Era il risultato di una frattura risalente agli anni Settanta, «quando è cominciato il fenomeno della disoccupazione di massa. I quartieri simbolo della modernizzazione operaia sono diventati rifugi per persone declassate. E se si trattava di magrebini sono diventati simbolo di sconfitta. Un problema che si è riflesso nelle famiglie e ha provocato tensioni, a volte disprezzo da parte dei figli verso i genitori».

   La scuola, la famiglia. Erano questi àmbiti il terreno d’indagine sotto casa del grande antropologo che ha ribaltato i cliché della sua professione. I comportamenti degli umani si possono e si devono studiare dappertutto, non solo andando alla ricerca degli usi e costumi di qualche tribù esotica.

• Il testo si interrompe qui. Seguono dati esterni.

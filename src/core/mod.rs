//! Core business logic abstractions

pub mod config;
pub mod currency;
pub mod dataset;
pub mod invalidate;
pub mod log;
pub mod price;
pub mod table;

// Re-export main types for cleaner imports
pub use currency::CurrencyRateProvider;
pub use dataset::{MarketData, SecondaryAssetError, SecondaryAssetSource};
pub use price::{ChartDataProvider, ChartQuery, HistoricalPriceProvider, UnknownPairError};
pub use table::{Table, TimeSeries};
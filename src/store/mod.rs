//! File-backed cache for downloaded datasets and the daily rate stamps

use crate::core::table::Table;
use anyhow::{Context, Result, anyhow};
use chrono::NaiveDate;
use std::fmt;
use std::fs;
use std::future::Future;
use std::path::{Path, PathBuf};
use tracing::{debug, info, warn};

const RATE_FILE: &str = "rate.txt";
const DATE_FILE: &str = "date.txt";

/// Where [`DataStore::get_or_fetch`] found a table.
#[derive(Debug, Clone, Copy, PartialEq, Eq)]
pub enum Origin {
    Cache,
    Download,
}

impl fmt::Display for Origin {
    fn fmt(&self, f: &mut fmt::Formatter<'_>) -> fmt::Result {
        match self {
            Origin::Cache => write!(f, "loaded from cache"),
            Origin::Download => write!(f, "downloaded"),
        }
    }
}

/// Outcome of a [`DataStore::purge`] pass.
#[derive(Debug, Default, Clone, PartialEq, Eq)]
pub struct PurgeReport {
    pub removed: usize,
    pub failed: usize,
}

/// Datasets and stamps persisted under a single directory.
#[derive(Debug, Clone)]
pub struct DataStore {
    base: PathBuf,
}

impl DataStore {
    /// Opens the store at `path`, creating the directory if needed.
    pub fn open<P: AsRef<Path>>(path: P) -> Result<Self> {
        let base = path.as_ref().to_path_buf();
        fs::create_dir_all(&base)
            .with_context(|| format!("Failed to create data directory: {}", base.display()))?;
        Ok(Self { base })
    }

    pub fn path(&self) -> &Path {
        &self.base
    }

    /// Path of the cache file for `identifier`.
    pub fn entry_path(&self, identifier: &str) -> PathBuf {
        let file = format!("{}.json", flatten_identifier(identifier));
        self.base.join(file)
    }

    /// Returns the cached table for `identifier`, or fetches and caches it.
    ///
    /// Any failure to read the cached entry counts as a miss.
    pub async fn get_or_fetch<F, Fut>(
        &self,
        identifier: &str,
        fetch: F,
    ) -> Result<(Table, Origin)>
    where
        F: FnOnce(String) -> Fut,
        Fut: Future<Output = Result<Table>>,
    {
        let path = self.entry_path(identifier);
        match self.load(&path) {
            Ok(table) => {
                info!("Loaded {} from cache", identifier);
                return Ok((table, Origin::Cache));
            }
            Err(e) => debug!("Cache MISS for {}: {}", identifier, e),
        }

        info!("Downloading {}", identifier);
        let table = fetch(identifier.to_string()).await?;

        let bytes = serde_json::to_vec(&table)?;
        fs::write(&path, bytes)
            .with_context(|| format!("Failed to write cache file: {}", path.display()))?;
        info!("Cached {} at {}", identifier, path.display());
        Ok((table, Origin::Download))
    }

    fn load(&self, path: &Path) -> Result<Table> {
        let bytes = fs::read(path)?;
        Ok(serde_json::from_slice(&bytes)?)
    }

    pub fn read_rate(&self) -> Result<f64> {
        let path = self.base.join(RATE_FILE);
        let text = fs::read_to_string(&path)
            .with_context(|| format!("Failed to read exchange rate: {}", path.display()))?;
        text.trim()
            .parse::<f64>()
            .map_err(|e| anyhow!("Invalid exchange rate '{}': {}", text.trim(), e))
    }

    pub fn write_rate(&self, rate: f64) -> Result<()> {
        let path = self.base.join(RATE_FILE);
        fs::write(&path, rate.to_string())
            .with_context(|| format!("Failed to write exchange rate: {}", path.display()))
    }

    pub fn read_date(&self) -> Result<NaiveDate> {
        let path = self.base.join(DATE_FILE);
        let text = fs::read_to_string(&path)
            .with_context(|| format!("Failed to read date stamp: {}", path.display()))?;
        NaiveDate::parse_from_str(text.trim(), "%Y-%m-%d")
            .with_context(|| format!("Invalid date stamp '{}'", text.trim()))
    }

    pub fn write_date(&self, date: NaiveDate) -> Result<()> {
        let path = self.base.join(DATE_FILE);
        fs::write(&path, date.format("%Y-%m-%d").to_string())
            .with_context(|| format!("Failed to write date stamp: {}", path.display()))
    }

    /// Entries in the data directory that the store did not write: anything
    /// other than `.json` cache files and the two stamp files.
    pub fn foreign_entries(&self) -> Result<Vec<PathBuf>> {
        let entries = fs::read_dir(&self.base)
            .with_context(|| format!("Failed to list data directory: {}", self.base.display()))?;

        let mut foreign = Vec::new();
        for entry in entries {
            let path = entry?.path();
            let is_file = fs::symlink_metadata(&path)?.is_file();
            let name = path.file_name().and_then(|n| n.to_str()).unwrap_or("");
            let owned = name == RATE_FILE || name == DATE_FILE || name.ends_with(".json");
            if !(is_file && owned) {
                foreign.push(path);
            }
        }
        foreign.sort();
        Ok(foreign)
    }

    /// Deletes everything in the data directory. Individual failures are
    /// logged and counted but do not stop the pass.
    pub fn purge(&self) -> Result<PurgeReport> {
        let mut report = PurgeReport::default();
        let entries = fs::read_dir(&self.base)
            .with_context(|| format!("Failed to list data directory: {}", self.base.display()))?;

        for entry in entries {
            let entry = match entry {
                Ok(entry) => entry,
                Err(e) => {
                    warn!("Failed to read directory entry: {}", e);
                    report.failed += 1;
                    continue;
                }
            };
            let path = entry.path();
            // symlink_metadata so links are unlinked rather than followed
            let result = fs::symlink_metadata(&path).and_then(|meta| {
                if meta.is_dir() {
                    fs::remove_dir_all(&path)
                } else {
                    fs::remove_file(&path)
                }
            });
            match result {
                Ok(()) => {
                    debug!("Deleted {}", path.display());
                    report.removed += 1;
                }
                Err(e) => {
                    warn!("Failed to delete {}. Reason: {}", path.display(), e);
                    report.failed += 1;
                }
            }
        }
        Ok(report)
    }
}

/// Maps an identifier to a flat file name by replacing separators.
pub fn flatten_identifier(identifier: &str) -> String {
    identifier
        .chars()
        .map(|c| {
            if c.is_ascii_alphanumeric() || c == '_' || c == '-' {
                c
            } else {
                '-'
            }
        })
        .collect()
}

#[cfg(test)]
mod tests {
    use super::*;
    use std::sync::atomic::{AtomicUsize, Ordering};
    use tempfile::tempdir;

    fn sample_table() -> Table {
        let mut table = Table::new(vec!["Weighted Price".to_string()]);
        let day = NaiveDate::from_ymd_opt(2020, 5, 1).unwrap();
        table.insert_row(day, vec![Some(8800.5)]).unwrap();
        table
    }

    #[test]
    fn test_flatten_identifier() {
        assert_eq!(flatten_identifier("BCHARTS/KRAKENUSD"), "BCHARTS-KRAKENUSD");
        assert_eq!(flatten_identifier("BTC_ETH"), "BTC_ETH");
        assert_eq!(flatten_identifier("../a b"), "---a-b");
    }

    #[tokio::test]
    async fn test_second_fetch_hits_cache() {
        let dir = tempdir().unwrap();
        let store = DataStore::open(dir.path()).unwrap();
        let calls = AtomicUsize::new(0);

        let mut origins = Vec::new();
        for _ in 0..2 {
            let (table, origin) = store
                .get_or_fetch("BCHARTS/KRAKENUSD", |_| async {
                    calls.fetch_add(1, Ordering::SeqCst);
                    Ok(sample_table())
                })
                .await
                .unwrap();
            assert_eq!(table, sample_table());
            origins.push(origin);
        }

        assert_eq!(origins, vec![Origin::Download, Origin::Cache]);
        assert_eq!(Origin::Cache.to_string(), "loaded from cache");

        assert_eq!(calls.load(Ordering::SeqCst), 1);
        assert!(dir.path().join("BCHARTS-KRAKENUSD.json").exists());
    }

    #[tokio::test]
    async fn test_fetch_receives_identifier() {
        let dir = tempdir().unwrap();
        let store = DataStore::open(dir.path()).unwrap();

        let (table, _) = store
            .get_or_fetch("BTC_ETH", |id| async move {
                assert_eq!(id, "BTC_ETH");
                Ok(sample_table())
            })
            .await
            .unwrap();
        assert_eq!(table.len(), 1);
    }

    #[tokio::test]
    async fn test_fetch_error_is_not_cached() {
        let dir = tempdir().unwrap();
        let store = DataStore::open(dir.path()).unwrap();

        let result = store
            .get_or_fetch("BTC_NOPE", |_| async { Err(anyhow!("network down")) })
            .await;
        assert!(result.is_err());
        assert!(!store.entry_path("BTC_NOPE").exists());
    }

    #[tokio::test]
    async fn test_corrupt_entry_is_refetched() {
        let dir = tempdir().unwrap();
        let store = DataStore::open(dir.path()).unwrap();
        fs::write(store.entry_path("BTC_LTC"), b"not json").unwrap();

        let (table, origin) = store
            .get_or_fetch("BTC_LTC", |_| async { Ok(sample_table()) })
            .await
            .unwrap();
        assert_eq!(table, sample_table());
        assert_eq!(origin, Origin::Download);

        let (cached, _) = store
            .get_or_fetch("BTC_LTC", |_| async { Err(anyhow!("should not fetch")) })
            .await
            .unwrap();
        assert_eq!(cached, sample_table());
    }

    #[test]
    fn test_stamps_round_trip() {
        let dir = tempdir().unwrap();
        let store = DataStore::open(dir.path()).unwrap();

        assert!(store.read_rate().is_err());
        assert!(store.read_date().is_err());

        store.write_rate(1.3521).unwrap();
        store
            .write_date(NaiveDate::from_ymd_opt(2024, 2, 29).unwrap())
            .unwrap();

        assert_eq!(store.read_rate().unwrap(), 1.3521);
        assert_eq!(
            fs::read_to_string(dir.path().join("date.txt")).unwrap(),
            "2024-02-29"
        );
        assert_eq!(
            store.read_date().unwrap(),
            NaiveDate::from_ymd_opt(2024, 2, 29).unwrap()
        );
    }

    #[test]
    fn test_purge_removes_files_and_directories() {
        let dir = tempdir().unwrap();
        let store = DataStore::open(dir.path()).unwrap();

        fs::write(dir.path().join("a.json"), b"{}").unwrap();
        fs::write(dir.path().join("rate.txt"), b"1.2").unwrap();
        fs::create_dir_all(dir.path().join("nested/deeper")).unwrap();
        fs::write(dir.path().join("nested/deeper/file"), b"x").unwrap();

        let report = store.purge().unwrap();
        assert_eq!((report.removed, report.failed), (3, 0));
        assert_eq!(fs::read_dir(dir.path()).unwrap().count(), 0);
        assert!(dir.path().exists());
    }

    #[test]
    fn test_foreign_entries_ignores_cache_and_stamps() {
        let dir = tempdir().unwrap();
        let store = DataStore::open(dir.path()).unwrap();
        assert!(store.foreign_entries().unwrap().is_empty());

        fs::write(store.entry_path("BCHARTS/CEXUSD"), b"{}").unwrap();
        store.write_rate(1.2).unwrap();
        fs::write(dir.path().join("date.txt"), b"garbage").unwrap();
        assert!(store.foreign_entries().unwrap().is_empty());

        fs::write(dir.path().join("thesis.tex"), b"draft").unwrap();
        fs::create_dir_all(dir.path().join("src")).unwrap();
        let foreign = store.foreign_entries().unwrap();
        let expected = vec![dir.path().join("src"), dir.path().join("thesis.tex")];
        assert_eq!(foreign, expected);
    }

    #[cfg(unix)]
    #[test]
    fn test_purge_unlinks_symlinks_without_following() {
        let dir = tempdir().unwrap();
        let outside = tempdir().unwrap();
        let target = outside.path().join("keep.txt");
        fs::write(&target, b"keep").unwrap();

        let store = DataStore::open(dir.path()).unwrap();
        std::os::unix::fs::symlink(outside.path(), dir.path().join("link")).unwrap();

        let report = store.purge().unwrap();
        assert_eq!(report.removed, 1);
        assert!(target.exists());
    }
}
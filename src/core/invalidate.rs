//! Daily invalidation of the dataset cache

use crate::core::currency::CurrencyRateProvider;
use crate::store::{DataStore, PurgeReport};
use anyhow::{Result, bail};
use chrono::NaiveDate;
use tracing::{debug, info};

/// State of the cache after a [`refresh_if_stale`] check.
#[derive(Debug, Clone, Copy, PartialEq)]
pub enum Freshness {
    /// Stamp matched today; nothing was touched
    Fresh,
    /// Cache was purged and the rate re-fetched
    Refreshed { rate: f64 },
}

/// Purges the cache and refreshes the rate stamp unless it was written `today`.
///
/// A missing or unreadable date stamp counts as stale. Without a stamp the
/// directory is only cleared if everything in it was written by the store, so
/// pointing the data path at an existing directory fails instead of wiping it.
pub async fn refresh_if_stale(
    store: &DataStore,
    rates: &dyn CurrencyRateProvider,
    base_currency: &str,
    target_currency: &str,
    today: NaiveDate,
) -> Result<Freshness> {
    match store.read_date() {
        Ok(stamp) if stamp == today => {
            debug!("Cache stamp {} is current", stamp);
            return Ok(Freshness::Fresh);
        }
        Ok(stamp) => info!("Cache stamp {} is older than {}, refreshing", stamp, today),
        Err(e) => {
            if let Some(first) = store.foreign_entries()?.first() {
                let dir = store.path().display();
                let first = first.display();
                bail!("Refusing to clear {dir}: no date stamp and it holds {first}");
            }
            info!("No usable cache stamp ({}), refreshing", e);
        }
    }

    let PurgeReport { removed, failed } = store.purge()?;
    let dir = store.path().display();
    debug!("Purged {removed} entries from {dir} ({failed} failures)");

    let rate = rates.get_rate(base_currency, target_currency).await?;
    store.write_rate(rate)?;
    store.write_date(today)?;
    info!("Stored {base_currency}{target_currency} rate {rate} for {today}");

    Ok(Freshness::Refreshed { rate })
}
use crate::core::price::{ChartDataProvider, ChartQuery, UnknownPairError, WEIGHTED_AVERAGE};
use crate::core::table::Table;
use crate::providers::util::{ensure_success, http_client, with_retry};
use anyhow::{Context, Result, anyhow};
use async_trait::async_trait;
use chrono::{TimeZone, Utc};
use serde::Deserialize;
use tracing::{debug, instrument};

const CANDLE_COLUMNS: [&str; 7] = [
    "high",
    "low",
    "open",
    "close",
    "volume",
    "quoteVolume",
    WEIGHTED_AVERAGE,
];

/// Chart data from the Poloniex public `returnChartData` endpoint.
pub struct PoloniexProvider {
    base_url: String,
    retries: usize,
}

impl PoloniexProvider {
    pub fn new(base_url: &str, retries: usize) -> Self {
        PoloniexProvider {
            base_url: base_url.trim_end_matches('/').to_string(),
            retries,
        }
    }

    fn chart_url(&self, query: &ChartQuery) -> String {
        let pair = &query.pair;
        let start = query.start.timestamp();
        let end = query.end.timestamp();
        let period = query.period_seconds;
        let params = format!("currencyPair={pair}&start={start}&end={end}&period={period}");
        format!("{}/public?command=returnChartData&{params}", self.base_url)
    }
}

#[derive(Deserialize, Debug)]
#[serde(rename_all = "camelCase")]
struct Candle {
    date: i64,
    high: Option<f64>,
    low: Option<f64>,
    open: Option<f64>,
    close: Option<f64>,
    volume: Option<f64>,
    quote_volume: Option<f64>,
    weighted_average: Option<f64>,
}

#[derive(Deserialize, Debug)]
#[serde(untagged)]
enum ChartResponse {
    Candles(Vec<Candle>),
    Error { error: String },
}

fn candles_to_table(pair: &str, candles: Vec<Candle>) -> Result<Table> {
    let mut table = Table::new(CANDLE_COLUMNS.iter().map(|c| c.to_string()).collect());
    for candle in candles {
        let date = Utc
            .timestamp_opt(candle.date, 0)
            .single()
            .ok_or_else(|| anyhow!("Invalid timestamp {} for pair {}", candle.date, pair))?
            .date_naive();
        let values = vec![
            candle.high,
            candle.low,
            candle.open,
            candle.close,
            candle.volume,
            candle.quote_volume,
            candle.weighted_average,
        ];
        table.insert_row(date, values)?;
    }
    Ok(table)
}

#[async_trait]
impl ChartDataProvider for PoloniexProvider {
    #[instrument(name = "PoloniexChartFetch", skip(self), fields(pair = %query.pair))]
    async fn fetch_chart(&self, query: &ChartQuery) -> Result<Table> {
        let url = self.chart_url(query);
        debug!("Requesting chart data from {}", url);

        let client = http_client()?;
        let response = with_retry(|| client.get(&url).send(), self.retries, 500)
            .await
            .with_context(|| format!("Failed to send request for pair: {}", query.pair))?;

        ensure_success(&response, &format!("pair: {}", query.pair))?;

        let text = response.text().await?;
        let data: ChartResponse = serde_json::from_str(&text)
            .map_err(|e| anyhow!("Failed to parse chart response for {}: {}", query.pair, e))?;

        match data {
            ChartResponse::Candles(candles) => candles_to_table(&query.pair, candles),
            ChartResponse::Error { error } => {
                let err = UnknownPairError {
                    pair: query.pair.clone(),
                    reason: error,
                };
                Err(err.into())
            }
        }
    }
}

   Certo era stato in Africa, Costa d’Avorio e Togo soprattutto, o in America Latina, ma aveva capito che gli stessi metodi usati in terre lontane potevano essere straordinariamente utili per indagare la “surmodernità”, le aree evolute dell’Europa metropolitana.

Genio del paganesimo

Compresa la Francia, ovviamente, la terra d’origine che lo aveva issato fino al prestigioso ruolo di direttore dell’Ecole des Hautes Etudes en Sciences Sociales (Ehess), la Spagna e l’Italia, paesi cugini che ha amato e spesso frequentato. Non accontentandosi di rimanere stretto nel suo ambito ma dilatando il suo sapere all’etnologia, la filosofia, la scrittura.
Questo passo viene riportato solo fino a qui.